» **The task**:
Repeat the entries that follow from start to finish, keeping every character.

BEGIN Record set

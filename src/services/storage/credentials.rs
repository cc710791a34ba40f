//! Provider credentials and the loaders that source them.
//!
//! Credentials are consumed by [`super::StorageFactory`] and dropped once the
//! backend handles exist. Secret material never appears in `Debug` output.

use std::path::Path;

use anyhow::{Context, Result, anyhow};
use base64::Engine;
use base64::engine::general_purpose::STANDARD;
use secrecy::{ExposeSecret, SecretString};

use super::types::StorageType;

const S3_ACCESS_KEY_ENV: [&str; 2] = ["S3_ACCESS_KEY_ID", "AWS_ACCESS_KEY_ID"];
const S3_SECRET_KEY_ENV: [&str; 2] = ["S3_SECRET_ACCESS_KEY", "AWS_SECRET_ACCESS_KEY"];

/// A Google service account key document.
#[derive(Clone)]
pub struct ServiceAccountKey {
    document: serde_json::Value,
}

impl ServiceAccountKey {
    /// Parse a key document. It must carry `client_email` and `private_key`.
    pub fn from_json(raw: &str) -> Result<Self> {
        let document: serde_json::Value =
            serde_json::from_str(raw).context("Service account key is not valid JSON")?;
        Self::from_value(document)
    }

    /// Wrap an already parsed key document.
    pub fn from_value(document: serde_json::Value) -> Result<Self> {
        for field in ["client_email", "private_key"] {
            if document.get(field).and_then(|v| v.as_str()).is_none() {
                return Err(anyhow!("Service account key is missing '{}'", field));
            }
        }
        Ok(Self { document })
    }

    /// Read a key document from disk.
    pub async fn from_file(path: impl AsRef<Path>) -> Result<Self> {
        let path = path.as_ref();
        let raw = async_fs::read_to_string(path)
            .await
            .with_context(|| format!("Failed to read service account key {}", path.display()))?;
        Self::from_json(&raw)
    }

    pub fn client_email(&self) -> &str {
        self.document
            .get("client_email")
            .and_then(|v| v.as_str())
            .unwrap_or_default()
    }

    /// Base64 form of the document, as the GCS operator expects it.
    pub(crate) fn to_base64(&self) -> String {
        STANDARD.encode(self.document.to_string())
    }

    /// Raw JSON form of the document, for the token loader.
    pub(crate) fn to_json_bytes(&self) -> Vec<u8> {
        self.document.to_string().into_bytes()
    }
}

impl std::fmt::Debug for ServiceAccountKey {
    fn fmt(&self, f: &mut std::fmt::Formatter<'_>) -> std::fmt::Result {
        f.debug_struct("ServiceAccountKey")
            .field("client_email", &self.client_email())
            .field("private_key", &"<redacted>")
            .finish()
    }
}

/// Provider-specific credential bundle.
#[derive(Clone)]
pub enum Credentials {
    /// S3 access key pair.
    AccessKey {
        access_key_id: String,
        secret_access_key: SecretString,
    },
    /// Google service account key.
    ServiceAccount(ServiceAccountKey),
    /// No credentials (local filesystem buckets).
    Anonymous,
}

impl Credentials {
    pub fn access_key(access_key_id: impl Into<String>, secret_access_key: impl Into<String>) -> Self {
        Credentials::AccessKey {
            access_key_id: access_key_id.into(),
            secret_access_key: SecretString::from(secret_access_key.into()),
        }
    }

    /// Load an S3 key pair from `S3_ACCESS_KEY_ID`/`S3_SECRET_ACCESS_KEY`,
    /// falling back to the `AWS_*` names.
    pub fn s3_from_env() -> Result<Self> {
        let access_key_id = first_env(&S3_ACCESS_KEY_ENV)
            .ok_or_else(|| anyhow!("No S3 access key id in environment"))?;
        let secret = first_env(&S3_SECRET_KEY_ENV)
            .ok_or_else(|| anyhow!("No S3 secret access key in environment"))?;
        Ok(Self::access_key(access_key_id, secret))
    }

    /// Load a service account key file.
    pub async fn gcs_from_file(path: impl AsRef<Path>) -> Result<Self> {
        Ok(Credentials::ServiceAccount(
            ServiceAccountKey::from_file(path).await?,
        ))
    }

    /// Read a secret from the OS keychain.
    #[cfg(feature = "keyring")]
    pub fn secret_from_keyring(service: &str, account: &str) -> Result<SecretString> {
        let entry = keyring::Entry::new(service, account)
            .context("Failed to create keyring entry")?;
        let secret = entry
            .get_password()
            .context("Failed to retrieve secret from keyring")?;
        Ok(SecretString::from(secret))
    }

    #[cfg(not(feature = "keyring"))]
    pub fn secret_from_keyring(_service: &str, _account: &str) -> Result<SecretString> {
        tracing::warn!("Keyring feature disabled - cannot retrieve stored secret");
        Err(anyhow!("Keyring support is not compiled in"))
    }

    /// The provider these credentials belong to.
    pub fn provider(&self) -> StorageType {
        match self {
            Credentials::AccessKey { .. } => StorageType::S3,
            Credentials::ServiceAccount(_) => StorageType::Gcs,
            Credentials::Anonymous => StorageType::LocalFs,
        }
    }

    pub(crate) fn secret_access_key(&self) -> Option<&str> {
        match self {
            Credentials::AccessKey {
                secret_access_key, ..
            } => Some(secret_access_key.expose_secret()),
            _ => None,
        }
    }
}

impl std::fmt::Debug for Credentials {
    fn fmt(&self, f: &mut std::fmt::Formatter<'_>) -> std::fmt::Result {
        match self {
            Credentials::AccessKey { access_key_id, .. } => f
                .debug_struct("AccessKey")
                .field("access_key_id", access_key_id)
                .field("secret_access_key", &"<redacted>")
                .finish(),
            Credentials::ServiceAccount(key) => f.debug_tuple("ServiceAccount").field(key).finish(),
            Credentials::Anonymous => f.write_str("Anonymous"),
        }
    }
}

fn first_env(names: &[&str]) -> Option<String> {
    names
        .iter()
        .filter_map(|name| std::env::var(name).ok())
        .find(|value| !value.is_empty())
}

END Record set

» **Exercise response**:
filename src/services/storage/credentials.rs
repository cc710791a34ba40f
//! Provider credentials and the loaders that source them.
//!
//! Credentials are consumed by [`super::StorageFactory`] and dropped once the
//! backend handles exist. Secret material never appears in `Debug` output.

use std::path::Path;

use anyhow::{Context, Result, anyhow};
use base64::Engine;
use base64::engine::general_purpose::STANDARD;
use secrecy::{ExposeSecret, SecretString};

use super::types::StorageType;

const S3_ACCESS_KEY_ENV: [&str; 2] = ["S3_ACCESS_KEY_ID", "AWS_ACCESS_KEY_ID"];
const S3_SECRET_KEY_ENV: [&str; 2] = ["S3_SECRET_ACCESS_KEY", "AWS_SECRET_ACCESS_KEY"];

/// A Google service account key document.
#[derive(Clone)]
pub struct ServiceAccountKey {
    document: serde_json::Value,
}

impl ServiceAccountKey {
    /// Parse a key document. It must carry `client_email` and `private_key`.
    pub fn from_json(raw: &str) -> Result<Self> {
        let document: serde_json::Value =
            serde_json::from_str(raw).context("Service account key is not valid JSON")?;
        Self::from_value(document)
    }

    /// Wrap an already parsed key document.
    pub fn from_value(document: serde_json::Value) -> Result<Self> {
        for field in ["client_email", "private_key"] {
            if document.get(field).and_then(|v| v.as_str()).is_none() {
                return Err(anyhow!("Service account key is missing '{}'", field));
            }
        }
        Ok(Self { document })
    }

    /// Read a key document from disk.
    pub async fn from_file(path: impl AsRef<Path>) -> Result<Self> {
        let path = path.as_ref();
        let raw = async_fs::read_to_string(path)
            .await
            .with_context(|| format!("Failed to read service account key {}", path.display()))?;
        Self::from_json(&raw)
    }

    pub fn client_email(&self) -> &str {
        self.document
            .get("client_email")
            .and_then(|v| v.as_str())
            .unwrap_or_default()
    }

    /// Base64 form of the document, as the GCS operator expects it.
    pub(crate) fn to_base64(&self) -> String {
        STANDARD.encode(self.document.to_string())
    }

    /// Raw JSON form of the document, for the token loader.
    pub(crate) fn to_json_bytes(&self) -> Vec<u8> {
        self.document.to_string().into_bytes()
    }
}

impl std::fmt::Debug for ServiceAccountKey {
    fn fmt(&self, f: &mut std::fmt::Formatter<'_>) -> std::fmt::Result {
        f.debug_struct("ServiceAccountKey")
            .field("client_email", &self.client_email())
            .field("private_key", &"<redacted>")
            .finish()
    }
}

/// Provider-specific credential bundle.
#[derive(Clone)]
pub enum Credentials {
    /// S3 access key pair.
    AccessKey {
        access_key_id: String,
        secret_access_key: SecretString,
    },
    /// Google service account key.
    ServiceAccount(ServiceAccountKey),
    /// No credentials (local filesystem buckets).
    Anonymous,
}

impl Credentials {
    pub fn access_key(access_key_id: impl Into<String>, secret_access_key: impl Into<String>) -> Self {
        Credentials::AccessKey {
            access_key_id: access_key_id.into(),
            secret_access_key: SecretString::from(secret_access_key.into()),
        }
    }

    /// Load an S3 key pair from `S3_ACCESS_KEY_ID`/`S3_SECRET_ACCESS_KEY`,
    /// falling back to the `AWS_*` names.
    pub fn s3_from_env() -> Result<Self> {
        let access_key_id = first_env(&S3_ACCESS_KEY_ENV)
            .ok_or_else(|| anyhow!("No S3 access key id in environment"))?;
        let secret = first_env(&S3_SECRET_KEY_ENV)
            .ok_or_else(|| anyhow!("No S3 secret access key in environment"))?;
        Ok(Self::access_key(access_key_id, secret))
    }

    /// Load a service account key file.
    pub async fn gcs_from_file(path: impl AsRef<Path>) -> Result<Self> {
        Ok(Credentials::ServiceAccount(
            ServiceAccountKey::from_file(path).await?,
        ))
    }

    /// Read a secret from the OS keychain.
    #[cfg(feature = "keyring")]
    pub fn secret_from_keyring(service: &str, account: &str) -> Result<SecretString> {
        let entry = keyring::Entry::new(service, account)
            .context("Failed to create keyring entry")?;
        let secret = entry
            .get_password()
            .context("Failed to retrieve secret from keyring")?;
        Ok(SecretString::from(secret))
    }

    #[cfg(not(feature = "keyring"))]
    pub fn secret_from_keyring(_service: &str, _account: &str) -> Result<SecretString> {
        tracing::warn!("Keyring feature disabled - cannot retrieve stored secret");
        Err(anyhow!("Keyring support is not compiled in"))
    }

    /// The provider these credentials belong to.
    pub fn provider(&self) -> StorageType {
        match self {
            Credentials::AccessKey { .. } => StorageType::S3,
            Credentials::ServiceAccount(_) => StorageType::Gcs,
            Credentials::Anonymous => StorageType::LocalFs,
        }
    }

    pub(crate) fn secret_access_key(&self) -> Option<&str> {
        match self {
            Credentials::AccessKey {
                secret_access_key, ..
            } => Some(secret_access_key.expose_secret()),
            _ => None,
        }
    }
}

impl std::fmt::Debug for Credentials {
    fn fmt(&self, f: &mut std::fmt::Formatter<'_>) -> std::fmt::Result {
        match self {
            Credentials::AccessKey { access_key_id, .. } => f
                .debug_struct("AccessKey")
                .field("access_key_id", access_key_id)
                .field("secret_access_key", &"<redacted>")
                .finish(),
            Credentials::ServiceAccount(key) => f.debug_tuple("ServiceAccount").field(key).finish(),
            Credentials::Anonymous => f.write_str("Anonymous"),
        }
    }
}

fn first_env(names: &[&str]) -> Option<String> {
    names
        .iter()
        .filter_map(|name| std::env::var(name).ok())
        .find(|value| !value.is_empty())
}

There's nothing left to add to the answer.